Erbakan, çözüm sürecinde muhatabın bölge halkı olması gerektiğini vurgulayarak, "Örgüt yerine, bölgedeki halkı temsil eden siyasi partiler, sivil toplum kuruluşları, kanaat önderleri ve diğer meşru kurumlarla müzakere yapılmalıdır" dedi. Ayrıca, bölgedeki halkın taleplerinin dikkate alınarak, herkesin eşit haklara sahip olması gerektiğini savundu.

"Türkiye’nin toprak bütünlüğüne zarar vermeyecek şekilde"

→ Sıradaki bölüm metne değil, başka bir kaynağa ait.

//! Rendering of outcome notifications into chat messages.

use retouch_core::messages;
use retouch_core::notify::Notification;

/// A message ready to be sent through the chat bot API.
#[derive(Debug, Clone, PartialEq)]
pub enum OutgoingMessage {
    /// Plain text (failures, or successes without a previewable result).
    Text { chat_id: i64, text: String },
    /// A photo by URL with a caption.
    Photo {
        chat_id: i64,
        photo_url: String,
        caption: String,
    },
}

impl OutgoingMessage {
    /// Bot API method name for this message.
    pub fn method(&self) -> &'static str {
        match self {
            OutgoingMessage::Text { .. } => "sendMessage",
            OutgoingMessage::Photo { .. } => "sendPhoto",
        }
    }

    /// JSON body for the bot API call.
    pub fn body(&self) -> serde_json::Value {
        match self {
            OutgoingMessage::Text { chat_id, text } => serde_json::json!({
                "chat_id": chat_id,
                "text": text,
                "disable_web_page_preview": true,
            }),
            OutgoingMessage::Photo {
                chat_id,
                photo_url,
                caption,
            } => serde_json::json!({
                "chat_id": chat_id,
                "photo": photo_url,
                "caption": caption,
            }),
        }
    }
}

/// Fallback text when a failure arrives without a translated message.
const GENERIC_FAILURE: &str =
    "Something went wrong while processing your request. You have not been charged.";

/// Render a notification into a chat message.
pub fn render(notification: &Notification) -> OutgoingMessage {
    let chat_id = notification.recipient_id;

    if notification.success {
        let caption = match (notification.message.as_deref(), notification.task_kind) {
            (Some(text), _) => text.to_string(),
            (None, Some(kind)) => messages::success_message(kind),
            (None, None) => "Your result is ready!".to_string(),
        };
        return match &notification.result_locator {
            Some(url) => OutgoingMessage::Photo {
                chat_id,
                photo_url: url.clone(),
                caption,
            },
            None => OutgoingMessage::Text {
                chat_id,
                text: caption,
            },
        };
    }

    OutgoingMessage::Text {
        chat_id,
        text: notification
            .message
            .clone()
            .unwrap_or_else(|| GENERIC_FAILURE.to_string()),
    }
}
//! Task status state machine.
//!
//! Status IDs match the `task_statuses` seed data (1-based SMALLSERIAL).
//! The ids are duplicated from the `db` crate's `TaskStatus` enum because
//! `core` must have zero internal deps.

pub const PENDING: i16 = 1;
pub const PROCESSING: i16 = 2;
pub const PENDING_RETRY: i16 = 3;
pub const COMPLETED: i16 = 4;
pub const FAILED: i16 = 5;
pub const BLOCKED: i16 = 6;

/// Statuses the scheduler may select for execution.
pub const SELECTABLE: [i16; 2] = [PENDING, PENDING_RETRY];

/// Statuses no further transition may leave.
pub const TERMINAL: [i16; 3] = [COMPLETED, FAILED, BLOCKED];

/// Returns the set of valid target status IDs reachable from `from_status`.
pub fn valid_transitions(from_status: i16) -> &'static [i16] {
    match from_status {
        // Pending -> Processing
        PENDING => &[PROCESSING],
        // PendingRetry -> Processing
        PENDING_RETRY => &[PROCESSING],
        // Processing -> Completed, Failed, Blocked, PendingRetry
        PROCESSING => &[COMPLETED, FAILED, BLOCKED, PENDING_RETRY],
        // Terminal states and unknown ids
        _ => &[],
    }
}

/// Check whether a transition from `from` to `to` is valid.
pub fn can_transition(from: i16, to: i16) -> bool {
    valid_transitions(from).contains(&to)
}

/// Validate a state transition, returning an error message for invalid ones.
pub fn validate_transition(from: i16, to: i16) -> Result<(), String> {
    if can_transition(from, to) {
        Ok(())
    } else {
        Err(format!(
            "Invalid task status transition from {} to {}",
            status_name(from),
            status_name(to)
        ))
    }
}

pub fn is_terminal(status: i16) -> bool {
    TERMINAL.contains(&status)
}

/// Human-readable name for a status ID, used in logs and error messages.
pub fn status_name(status: i16) -> &'static str {
    match status {
        PENDING => "pending",
        PROCESSING => "processing",
        PENDING_RETRY => "pending_retry",
        COMPLETED => "completed",
        FAILED => "failed",
        BLOCKED => "blocked",
        _ => "unknown",
    }
}
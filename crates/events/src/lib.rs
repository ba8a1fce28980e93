//! User notification delivery for terminal task outcomes.
//!
//! - [`templates`]: renders a [`Notification`](retouch_core::notify::Notification)
//!   into the outgoing chat message.
//! - [`delivery`]: delivery channels implementing
//!   [`Notifier`](retouch_core::notify::Notifier): the chat bot, and a
//!   log-only fallback for deployments without a bot token.

pub mod delivery;
pub mod templates;

pub use delivery::chat::{ChatConfig, ChatDelivery};
pub use delivery::log::LogNotifier;
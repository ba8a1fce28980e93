pub mod ledger;
pub mod status;
pub mod task;
use std::str::FromStr;
use std::time::Duration;

use retouch_vendors::api::DEFAULT_REQUEST_TIMEOUT;

use crate::gate::DEFAULT_MAX_CONCURRENT;
use crate::housekeeping::{
    HousekeepingConfig, DEFAULT_INTERVAL, DEFAULT_RETENTION_DAYS, DEFAULT_STALE_PROCESSING_MINS,
};
use crate::scheduler::{SchedulerConfig, DEFAULT_MAX_AGE_HOURS, DEFAULT_TICK_INTERVAL};

/// A configuration value that is present but unusable.
#[derive(Debug, thiserror::Error)]
pub enum ConfigError {
    #[error("{0} must be set")]
    Missing(&'static str),

    #[error("{key} must be {expected}, got '{value}'")]
    Invalid {
        key: &'static str,
        expected: &'static str,
        value: String,
    },
}

/// Worker configuration loaded from environment variables.
#[derive(Debug, Clone)]
pub struct WorkerConfig {
    pub database_url: String,
    pub scheduler: SchedulerConfig,
    pub housekeeping: HousekeepingConfig,
    /// Bind address of the stats server (default: `0.0.0.0`).
    pub stats_host: String,
    /// Bind port of the stats server (default: `3100`).
    pub stats_port: u16,
    /// Base URL all vendor endpoints hang off.
    pub vendor_api_url: String,
    pub vendor_api_key: Option<String>,
    pub vendor_timeout: Duration,
    /// Emit JSON log lines instead of human-readable ones.
    pub log_json: bool,
}

impl WorkerConfig {
    /// Load configuration from environment variables with defaults.
    ///
    /// | Env Var                 | Default        |
    /// |-------------------------|----------------|
    /// | `DATABASE_URL`          | (required)     |
    /// | `TICK_INTERVAL_SECS`    | `30`           |
    /// | `MAX_CONCURRENT`        | `3`            |
    /// | `TASK_MAX_AGE_HOURS`    | `24`           |
    /// | `STATS_HOST`            | `0.0.0.0`      |
    /// | `STATS_PORT`            | `3100`         |
    /// | `RETENTION_DAYS`        | `30`           |
    /// | `STALE_PROCESSING_MINS` | `60`           |
    /// | `VENDOR_API_URL`        | (required)     |
    /// | `VENDOR_API_KEY`        | (none)         |
    /// | `VENDOR_TIMEOUT_SECS`   | `180`          |
    /// | `LOG_FORMAT`            | `text`         |
    ///
    /// Chat delivery settings are read separately by
    /// `retouch_events::ChatConfig::from_env`.
    pub fn from_env() -> Result<Self, ConfigError> {
        Self::from_lookup(|key| std::env::var(key).ok())
    }

    /// Build from an arbitrary key lookup.
    pub fn from_lookup(lookup: impl Fn(&str) -> Option<String>) -> Result<Self, ConfigError> {
        let get = |key: &'static str| lookup(key).filter(|v| !v.trim().is_empty());

        let database_url = get("DATABASE_URL").ok_or(ConfigError::Missing("DATABASE_URL"))?;
        let vendor_api_url =
            get("VENDOR_API_URL").ok_or(ConfigError::Missing("VENDOR_API_URL"))?;

        let tick_interval_secs: u64 = parse_or(
            get("TICK_INTERVAL_SECS"),
            "TICK_INTERVAL_SECS",
            "a positive integer",
            DEFAULT_TICK_INTERVAL.as_secs(),
        )?;
        if tick_interval_secs == 0 {
            return Err(ConfigError::Invalid {
                key: "TICK_INTERVAL_SECS",
                expected: "a positive integer",
                value: "0".into(),
            });
        }

        let max_concurrent: usize = parse_or(
            get("MAX_CONCURRENT"),
            "MAX_CONCURRENT",
            "a positive integer",
            DEFAULT_MAX_CONCURRENT,
        )?;
        if max_concurrent == 0 {
            return Err(ConfigError::Invalid {
                key: "MAX_CONCURRENT",
                expected: "a positive integer",
                value: "0".into(),
            });
        }

        let max_age = positive_duration(
            get("TASK_MAX_AGE_HOURS"),
            "TASK_MAX_AGE_HOURS",
            "a positive number of hours",
            DEFAULT_MAX_AGE_HOURS,
            chrono::Duration::try_hours,
        )?;

        let stats_host = get("STATS_HOST").unwrap_or_else(|| "0.0.0.0".into());
        let stats_port: u16 = parse_or(get("STATS_PORT"), "STATS_PORT", "a valid u16", 3100)?;

        let retention = positive_duration(
            get("RETENTION_DAYS"),
            "RETENTION_DAYS",
            "a positive number of days",
            DEFAULT_RETENTION_DAYS,
            chrono::Duration::try_days,
        )?;
        let stale_processing = positive_duration(
            get("STALE_PROCESSING_MINS"),
            "STALE_PROCESSING_MINS",
            "a positive number of minutes",
            DEFAULT_STALE_PROCESSING_MINS,
            chrono::Duration::try_minutes,
        )?;

        let vendor_timeout_secs: u64 = parse_or(
            get("VENDOR_TIMEOUT_SECS"),
            "VENDOR_TIMEOUT_SECS",
            "a positive integer",
            DEFAULT_REQUEST_TIMEOUT.as_secs(),
        )?;

        let log_json = match get("LOG_FORMAT").as_deref() {
            None | Some("text") => false,
            Some("json") => true,
            Some(other) => {
                return Err(ConfigError::Invalid {
                    key: "LOG_FORMAT",
                    expected: "'text' or 'json'",
                    value: other.to_string(),
                })
            }
        };

        Ok(Self {
            database_url,
            scheduler: SchedulerConfig {
                tick_interval: Duration::from_secs(tick_interval_secs),
                max_concurrent,
                max_age,
            },
            housekeeping: HousekeepingConfig {
                interval: DEFAULT_INTERVAL,
                retention,
                stale_processing,
                max_age,
            },
            stats_host,
            stats_port,
            vendor_api_url,
            vendor_api_key: get("VENDOR_API_KEY"),
            vendor_timeout: Duration::from_secs(vendor_timeout_secs),
            log_json,
        })
    }
}

fn parse_or<T: FromStr>(
    raw: Option<String>,
    key: &'static str,
    expected: &'static str,
    default: T,
) -> Result<T, ConfigError> {
    match raw {
        None => Ok(default),
        Some(value) => value.trim().parse().map_err(|_| ConfigError::Invalid {
            key,
            expected,
            value,
        }),
    }
}

/// Parse a positive count of `unit`s into a duration short enough to
/// subtract from the current time.
fn positive_duration(
    raw: Option<String>,
    key: &'static str,
    expected: &'static str,
    default: i64,
    unit: fn(i64) -> Option<chrono::Duration>,
) -> Result<chrono::Duration, ConfigError> {
    let value: i64 = parse_or(raw, key, expected, default)?;
    unit(value)
        .filter(|d| *d > chrono::Duration::zero())
        .filter(|d| chrono::Utc::now().checked_sub_signed(*d).is_some())
        .ok_or_else(|| ConfigError::Invalid {
            key,
            expected,
            value: value.to_string(),
        })
}
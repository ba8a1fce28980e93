//! The Task Store seam.
//!
//! [`TaskStore`] is the scheduler's only view of durable state.
//! [`PgTaskStore`] implements it over [`TaskRepo`]; tests and local runs
//! use [`MemoryTaskStore`](crate::memory::MemoryTaskStore).

use retouch_core::types::{DbId, Timestamp};
use retouch_db::models::task::Task;
use retouch_db::repositories::TaskRepo;
use retouch_db::DbPool;

/// Errors from the Task Store.
#[derive(Debug, thiserror::Error)]
pub enum StoreError {
    #[error("Database error: {0}")]
    Database(#[from] sqlx::Error),

    #[error("Task {0} not found")]
    NotFound(DbId),

    #[error("Task {0} is no longer processing")]
    Conflict(DbId),

    #[error("Task store unavailable: {0}")]
    Unavailable(String),
}

/// Durable record of tasks and their state.
///
/// Every method is atomic per task: a concurrent reader never sees a
/// partially written record.
#[async_trait::async_trait]
pub trait TaskStore: Send + Sync {
    /// Tasks the scheduler may start at `now`, oldest first, at most
    /// `limit` of them.
    async fn select_eligible(
        &self,
        now: Timestamp,
        max_age: chrono::Duration,
        limit: usize,
    ) -> Result<Vec<Task>, StoreError>;

    /// Start an attempt: write `task` (already `processing`, with its
    /// attempt counter bumped) over a stored record that is still pending
    /// or pending retry at the previous attempt count.
    ///
    /// Returns `false` if another execution claimed the record first.
    async fn claim(&self, task: &Task) -> Result<bool, StoreError>;

    /// Replace the stored record with the outcome in `task`.
    ///
    /// Fails with [`StoreError::Conflict`] unless the stored record is
    /// `processing`.
    async fn persist(&self, task: &Task) -> Result<(), StoreError>;

    /// Set the charged marker. Returns `false` if it was already set.
    async fn mark_charged(&self, task_id: DbId, at: Timestamp) -> Result<bool, StoreError>;
}

/// PostgreSQL-backed store.
#[derive(Clone)]
pub struct PgTaskStore {
    pool: DbPool,
}

impl PgTaskStore {
    pub fn new(pool: DbPool) -> Self {
        Self { pool }
    }
}

#[async_trait::async_trait]
impl TaskStore for PgTaskStore {
    async fn select_eligible(
        &self,
        now: Timestamp,
        max_age: chrono::Duration,
        limit: usize,
    ) -> Result<Vec<Task>, StoreError> {
        let limit = i64::try_from(limit).unwrap_or(i64::MAX);
        Ok(TaskRepo::select_eligible(&self.pool, now, max_age, limit).await?)
    }

    async fn claim(&self, task: &Task) -> Result<bool, StoreError> {
        Ok(TaskRepo::claim(&self.pool, task).await?)
    }

    async fn persist(&self, task: &Task) -> Result<(), StoreError> {
        if TaskRepo::persist_outcome(&self.pool, task).await? {
            Ok(())
        } else {
            Err(StoreError::Conflict(task.id))
        }
    }

    async fn mark_charged(&self, task_id: DbId, at: Timestamp) -> Result<bool, StoreError> {
        Ok(TaskRepo::mark_charged(&self.pool, task_id, at).await?)
    }
}
//! Shared fakes and a scheduler harness for worker integration tests.

#![allow(dead_code)]

use std::collections::VecDeque;
use std::sync::atomic::{AtomicBool, AtomicUsize, Ordering};
use std::sync::{Arc, Mutex};
use std::time::Duration;

use chrono::{TimeZone, Utc};
use retouch_core::clock::{Clock, ManualClock};
use retouch_core::error::CoreError;
use retouch_core::handler::{HandlerOutcome, TaskHandler};
use retouch_core::ledger::BalanceLedger;
use retouch_core::notify::{Notification, Notifier};
use retouch_core::task::{TaskKind, TaskPayload};
use retouch_core::types::{Amount, DbId, Timestamp};
use retouch_db::models::status::StatusId;
use retouch_db::models::task::CreateTask;
use serde_json::json;
use tokio::sync::Semaphore;

use retouch_worker::coordinator::SideEffectCoordinator;
use retouch_worker::dispatcher::Dispatcher;
use retouch_worker::memory::MemoryTaskStore;
use retouch_worker::scheduler::{SchedulerConfig, SchedulerDeps, TaskScheduler};
use retouch_worker::store::TaskStore;

pub fn start_time() -> Timestamp {
    Utc.with_ymd_and_hms(2026, 3, 1, 9, 0, 0).unwrap()
}

/// A chargeable restore request owned by user 7, notified on chat 70.
pub fn restore_request() -> CreateTask {
    CreateTask {
        task_type: "restore".into(),
        payload: json!({"source_url": "https://cdn.test/in/1.jpg"}),
        cost: 150,
        max_attempts: None,
        user_id: Some(7),
        photo_id: Some(11),
        chat_id: Some(70),
    }
}

// ---------------------------------------------------------------------------
// Handlers
// ---------------------------------------------------------------------------

/// Returns queued outcomes in order, then succeeds.
#[derive(Default)]
pub struct ScriptedHandler {
    outcomes: Mutex<VecDeque<HandlerOutcome>>,
    calls: AtomicUsize,
}

impl ScriptedHandler {
    pub fn new(outcomes: impl IntoIterator<Item = HandlerOutcome>) -> Self {
        Self {
            outcomes: Mutex::new(outcomes.into_iter().collect()),
            calls: AtomicUsize::new(0),
        }
    }

    pub fn calls(&self) -> usize {
        self.calls.load(Ordering::SeqCst)
    }
}

#[async_trait::async_trait]
impl TaskHandler for ScriptedHandler {
    async fn execute(&self, _payload: &TaskPayload) -> HandlerOutcome {
        let n = self.calls.fetch_add(1, Ordering::SeqCst) + 1;
        self.outcomes
            .lock()
            .unwrap()
            .pop_front()
            .unwrap_or_else(|| HandlerOutcome::success(format!("https://cdn.test/out/{n}.png")))
    }
}

/// Succeeds only once a permit is released; counts executions started.
pub struct BlockingHandler {
    permits: Semaphore,
    started: AtomicUsize,
}

impl BlockingHandler {
    pub fn new() -> Self {
        Self {
            permits: Semaphore::new(0),
            started: AtomicUsize::new(0),
        }
    }

    pub fn release(&self, n: usize) {
        self.permits.add_permits(n);
    }

    pub fn started(&self) -> usize {
        self.started.load(Ordering::SeqCst)
    }

    /// Wait (bounded) until `n` executions are parked in the handler.
    pub async fn wait_started(&self, n: usize) {
        tokio::time::timeout(Duration::from_secs(5), async {
            while self.started() < n {
                tokio::time::sleep(Duration::from_millis(5)).await;
            }
        })
        .await
        .expect("executions did not start in time");
    }
}

#[async_trait::async_trait]
impl TaskHandler for BlockingHandler {
    async fn execute(&self, _payload: &TaskPayload) -> HandlerOutcome {
        let n = self.started.fetch_add(1, Ordering::SeqCst) + 1;
        let permit = self.permits.acquire().await.unwrap();
        permit.forget();
        HandlerOutcome::success(format!("https://cdn.test/out/{n}.png"))
    }
}

// ---------------------------------------------------------------------------
// Side-effect fakes
// ---------------------------------------------------------------------------

#[derive(Debug, Clone, PartialEq)]
pub struct Debit {
    pub user_id: DbId,
    pub amount: Amount,
    pub reference_id: String,
}

#[derive(Default)]
pub struct RecordingLedger {
    debits: Mutex<Vec<Debit>>,
    failing: AtomicBool,
}

impl RecordingLedger {
    pub fn debits(&self) -> Vec<Debit> {
        self.debits.lock().unwrap().clone()
    }

    pub fn set_failing(&self, failing: bool) {
        self.failing.store(failing, Ordering::SeqCst);
    }
}

#[async_trait::async_trait]
impl BalanceLedger for RecordingLedger {
    async fn debit(
        &self,
        user_id: DbId,
        amount: Amount,
        reference_id: &str,
        _description: &str,
    ) -> Result<(), CoreError> {
        if self.failing.load(Ordering::SeqCst) {
            return Err(CoreError::Internal("ledger offline".into()));
        }
        self.debits.lock().unwrap().push(Debit {
            user_id,
            amount,
            reference_id: reference_id.to_string(),
        });
        Ok(())
    }
}

/// Records every notification together with the persisted status of the
/// notified task at delivery time.
pub struct RecordingNotifier {
    store: Arc<MemoryTaskStore>,
    sent: Mutex<Vec<(Notification, Vec<StatusId>)>>,
}

impl RecordingNotifier {
    pub fn new(store: Arc<MemoryTaskStore>) -> Self {
        Self {
            store,
            sent: Mutex::new(Vec::new()),
        }
    }

    pub fn sent(&self) -> Vec<Notification> {
        self.sent.lock().unwrap().iter().map(|(n, _)| n.clone()).collect()
    }

    /// Status ids of the recipient's tasks as stored when each message went out.
    pub fn statuses_at_send(&self) -> Vec<Vec<StatusId>> {
        self.sent.lock().unwrap().iter().map(|(_, s)| s.clone()).collect()
    }
}

#[async_trait::async_trait]
impl Notifier for RecordingNotifier {
    async fn notify(&self, notification: &Notification) -> bool {
        let statuses = self
            .store
            .all()
            .into_iter()
            .filter(|t| t.chat_id == Some(notification.recipient_id))
            .map(|t| t.status_id)
            .collect();
        self.sent
            .lock()
            .unwrap()
            .push((notification.clone(), statuses));
        true
    }
}

// ---------------------------------------------------------------------------
// Harness
// ---------------------------------------------------------------------------

pub struct Harness {
    pub store: Arc<MemoryTaskStore>,
    pub clock: Arc<ManualClock>,
    pub ledger: Arc<RecordingLedger>,
    pub notifier: Arc<RecordingNotifier>,
    pub scheduler: Arc<TaskScheduler>,
}

impl Harness {
    /// Build a scheduler whose restore tasks go to `handler`.
    pub fn new(handler: Arc<dyn TaskHandler>, max_concurrent: usize) -> Self {
        let store = Arc::new(MemoryTaskStore::new());
        Self::with_store(store.clone(), store, handler, max_concurrent)
    }

    /// Like [`Harness::new`] but the scheduler talks to `scheduler_store`,
    /// which must wrap `store`.
    pub fn with_store(
        store: Arc<MemoryTaskStore>,
        scheduler_store: Arc<dyn TaskStore>,
        handler: Arc<dyn TaskHandler>,
        max_concurrent: usize,
    ) -> Self {
        let clock = Arc::new(ManualClock::new(start_time()));
        let ledger = Arc::new(RecordingLedger::default());
        let notifier = Arc::new(RecordingNotifier::new(store.clone()));
        let coordinator = Arc::new(SideEffectCoordinator::new(
            scheduler_store.clone(),
            ledger.clone(),
            notifier.clone(),
            clock.clone(),
        ));
        let scheduler = TaskScheduler::new(
            SchedulerDeps {
                store: scheduler_store,
                dispatcher: Arc::new(Dispatcher::default().with_handler(TaskKind::Restore, handler)),
                coordinator,
                clock: clock.clone(),
            },
            SchedulerConfig {
                tick_interval: Duration::from_millis(20),
                max_concurrent,
                max_age: chrono::Duration::hours(24),
            },
        );
        Self {
            store,
            clock,
            ledger,
            notifier,
            scheduler,
        }
    }

    pub fn enqueue(&self, request: CreateTask) -> DbId {
        self.store.insert(request, self.clock.now()).id
    }

    /// Tick once and wait for every execution that tick admitted.
    pub async fn tick_and_drain(&self) -> usize {
        let admitted = self.scheduler.tick().await;
        self.scheduler.drain().await;
        admitted
    }

    pub fn advance_secs(&self, secs: i64) {
        self.clock.advance(chrono::Duration::seconds(secs));
    }
}
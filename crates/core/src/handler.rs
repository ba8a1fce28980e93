//! Capability interface implemented by each external processing service.

use serde::{Deserialize, Serialize};

use crate::retry::ErrorKind;
use crate::task::TaskPayload;

/// Result of one handler invocation.
///
/// Handlers never return `Err`: every vendor or network problem is folded
/// into a failed outcome so the scheduler can classify it uniformly.
#[derive(Debug, Clone, PartialEq, Serialize, Deserialize)]
pub struct HandlerOutcome {
    pub success: bool,
    /// Where the result can be fetched, e.g. a CDN URL.
    pub result_locator: Option<String>,
    /// Explicit classification, when the handler knows better than the
    /// error text.
    pub error_kind: Option<ErrorKind>,
    pub error_detail: Option<String>,
}

impl HandlerOutcome {
    pub fn success(result_locator: impl Into<String>) -> Self {
        Self {
            success: true,
            result_locator: Some(result_locator.into()),
            error_kind: None,
            error_detail: None,
        }
    }

    pub fn failure(kind: ErrorKind, detail: impl Into<String>) -> Self {
        Self {
            success: false,
            result_locator: None,
            error_kind: Some(kind),
            error_detail: Some(detail.into()),
        }
    }

    /// A failure whose kind is left to the error-text classifier.
    pub fn unclassified(detail: impl Into<String>) -> Self {
        Self {
            success: false,
            result_locator: None,
            error_kind: None,
            error_detail: Some(detail.into()),
        }
    }
}

/// Executes one kind of task against an external service.
#[async_trait::async_trait]
pub trait TaskHandler: Send + Sync {
    async fn execute(&self, payload: &TaskPayload) -> HandlerOutcome;
}
//! Injectable time source so scheduling decisions can be tested without
//! sleeping.

use std::sync::Mutex;

use chrono::Utc;

use crate::types::Timestamp;

pub trait Clock: Send + Sync {
    fn now(&self) -> Timestamp;
}

/// Wall-clock time.
#[derive(Debug, Default, Clone, Copy)]
pub struct SystemClock;

impl Clock for SystemClock {
    fn now(&self) -> Timestamp {
        Utc::now()
    }
}

/// A clock that only moves when told to.
#[derive(Debug)]
pub struct ManualClock {
    now: Mutex<Timestamp>,
}

impl ManualClock {
    pub fn new(start: Timestamp) -> Self {
        Self {
            now: Mutex::new(start),
        }
    }

    pub fn advance(&self, by: chrono::Duration) {
        let mut now = self.now.lock().unwrap_or_else(|e| e.into_inner());
        *now += by;
    }

    pub fn set(&self, to: Timestamp) {
        *self.now.lock().unwrap_or_else(|e| e.into_inner()) = to;
    }
}

impl Clock for ManualClock {
    fn now(&self) -> Timestamp {
        *self.now.lock().unwrap_or_else(|e| e.into_inner())
    }
}
//! Routes a task to the handler registered for its kind.
//!
//! The kind→handler map is fixed at construction. Everything that can go
//! wrong before or inside a handler (unknown kind, malformed payload,
//! missing handler, panic) comes back as a failed [`HandlerOutcome`]
//! rather than an error, so the scheduler has a single path to classify.

use std::any::Any;
use std::collections::HashMap;
use std::panic::AssertUnwindSafe;
use std::sync::Arc;

use futures::FutureExt;
use retouch_core::handler::{HandlerOutcome, TaskHandler};
use retouch_core::retry::ErrorKind;
use retouch_core::task::{TaskKind, TaskPayload};
use retouch_db::models::task::Task;

#[derive(Default)]
pub struct Dispatcher {
    handlers: HashMap<TaskKind, Arc<dyn TaskHandler>>,
}

impl Dispatcher {
    pub fn new(handlers: HashMap<TaskKind, Arc<dyn TaskHandler>>) -> Self {
        Self { handlers }
    }

    /// Register (or replace) the handler for `kind`.
    pub fn with_handler(mut self, kind: TaskKind, handler: Arc<dyn TaskHandler>) -> Self {
        self.handlers.insert(kind, handler);
        self
    }

    pub fn supports(&self, kind: TaskKind) -> bool {
        self.handlers.contains_key(&kind)
    }

    /// Execute `task` with its handler.
    pub async fn dispatch(&self, task: &Task) -> HandlerOutcome {
        let payload = match TaskPayload::parse(&task.task_type, &task.payload) {
            Ok(payload) => payload,
            Err(e) => {
                tracing::warn!(task_id = task.id, task_type = %task.task_type, error = %e, "Rejecting task payload");
                return HandlerOutcome::failure(ErrorKind::Permanent, e.to_string());
            }
        };

        let Some(handler) = self.handlers.get(&payload.kind()) else {
            return HandlerOutcome::failure(
                ErrorKind::Permanent,
                format!("No handler registered for task type: {}", payload.kind()),
            );
        };

        let outcome = match AssertUnwindSafe(handler.execute(&payload))
            .catch_unwind()
            .await
        {
            Ok(outcome) => outcome,
            Err(panic) => {
                let message = panic_message(panic.as_ref());
                tracing::error!(task_id = task.id, panic = %message, "Task handler panicked");
                return HandlerOutcome::unclassified(format!("Handler panicked: {message}"));
            }
        };

        if outcome.success && outcome.result_locator.is_none() {
            return HandlerOutcome::failure(
                ErrorKind::Transient,
                "Handler reported success without a result locator",
            );
        }
        outcome
    }
}

fn panic_message(panic: &(dyn Any + Send)) -> String {
    if let Some(s) = panic.downcast_ref::<&str>() {
        (*s).to_string()
    } else if let Some(s) = panic.downcast_ref::<String>() {
        s.clone()
    } else {
        "unknown panic".to_string()
    }
}
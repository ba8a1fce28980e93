//! Balance ledger interface.

use crate::error::CoreError;
use crate::types::{Amount, DbId};

/// Debits user balances for completed work.
///
/// Implementations must be idempotent per `reference_id`: a second call
/// with the same reference is a no-op, not a second charge.
#[async_trait::async_trait]
pub trait BalanceLedger: Send + Sync {
    async fn debit(
        &self,
        user_id: DbId,
        amount: Amount,
        reference_id: &str,
        description: &str,
    ) -> Result<(), CoreError>;
}

/// Ledger reference for the charge of a task.
pub fn task_reference(task_id: DbId) -> String {
    format!("task:{task_id}")
}

#[cfg(test)]
mod tests {
    use super::*;

    #[test]
    fn reference_embeds_task_id() {
        assert_eq!(task_reference(42), "task:42");
    }
}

Öcalan’ın örgüte silah bırakma çağrısını yapması durumunda, bu çağrıyı doğrudan İmralı'dan yapmasının uygun olacağına dikkat çeken Erbakan, çözüm sürecinin Türkiye'nin üniter yapısına zarar vermemesi gerektiğini ifade etti. Erbakan, "Ana dilde eğitim ve yerel yönetimlerde yetki artışı gibi taleplerin, Türkiye’nin toprak bütünlüğüne zarar vermeyecek şekilde değerlendirilebileceğini" belirtti. Erbakan, “Bu noktada çözüm süreciyle ilgili muhatap olarak alınması gereken bütün Doğu ve Güneydoğu halkını temsil eden olarak, bir örgütün muhatap alınması değil, bölgedeki siyasi partilerin, sivil toplum kuruluşlarının, kanaat önderlerinin, aşiretlerin önde gelen isimlerin, ailelerin ve dolayısıyla doğrudan doğruya bölge halkının muhatap alınarak bir çözüm sürecine gidilmesi gereklidir.

Elbette ki çeşitli talepler var. Ana dilde eğitim gibi yıllardan beri dile getirilen bir talep var. Bununla ilgili olarak devletin resmi dili Türkçe olabilir. Kamu kuruluşlarında Türkçe konuşuluyor olabilir. Ancak ana dilde eğitim için bölgede Kürt dilinde, Zaza dilinde eğitim yapan anaokullarının, özel kolejlerin açılmasında hiçbir mahsur yoktur. İsteyen insanımız kendi evladını, kendi çocuğunu Kürtçe eğitim yapan bu kolejlere, bu anaokullarına ve aynı zamanda tabii ki üniversitelerimizdeki Kürt Dili ve Edebiyatı bölümlerinde sayısının arttırılması, kadrosunun güçlendirilmesi mümkündür. Bunun yapılması gereklidir ve yine yıllardan beri dile getirilen yerel yönetimlerde yetki artışının sağlanması, elbette Türkiye'nin toprak bütünlüğüne, üniter yapısına, bölünmez bütünlüğüne herhangi bir şekilde halel getirmeyecek şekilde böyle bir yetki artırımının yapılması da söz konusu olabilir. Bu konunun muhataplarıyla görüşülür, konuşulur ve gerekli adımlar atılabilir. Biz doğuyu batıdan ayırt etmeden, Türk'ü Kürt'ten, Arap'ı Çerkez'den, hiçbirini mezhep ve ırk ayrımı gözetmeksizin kucaklayarak, bir ayrım yapmadan hepsine eşit hakları sağlamak ve hepsine adil bir şekilde hizmetleri götürmekten yanayız.” ifadelerini kullandı."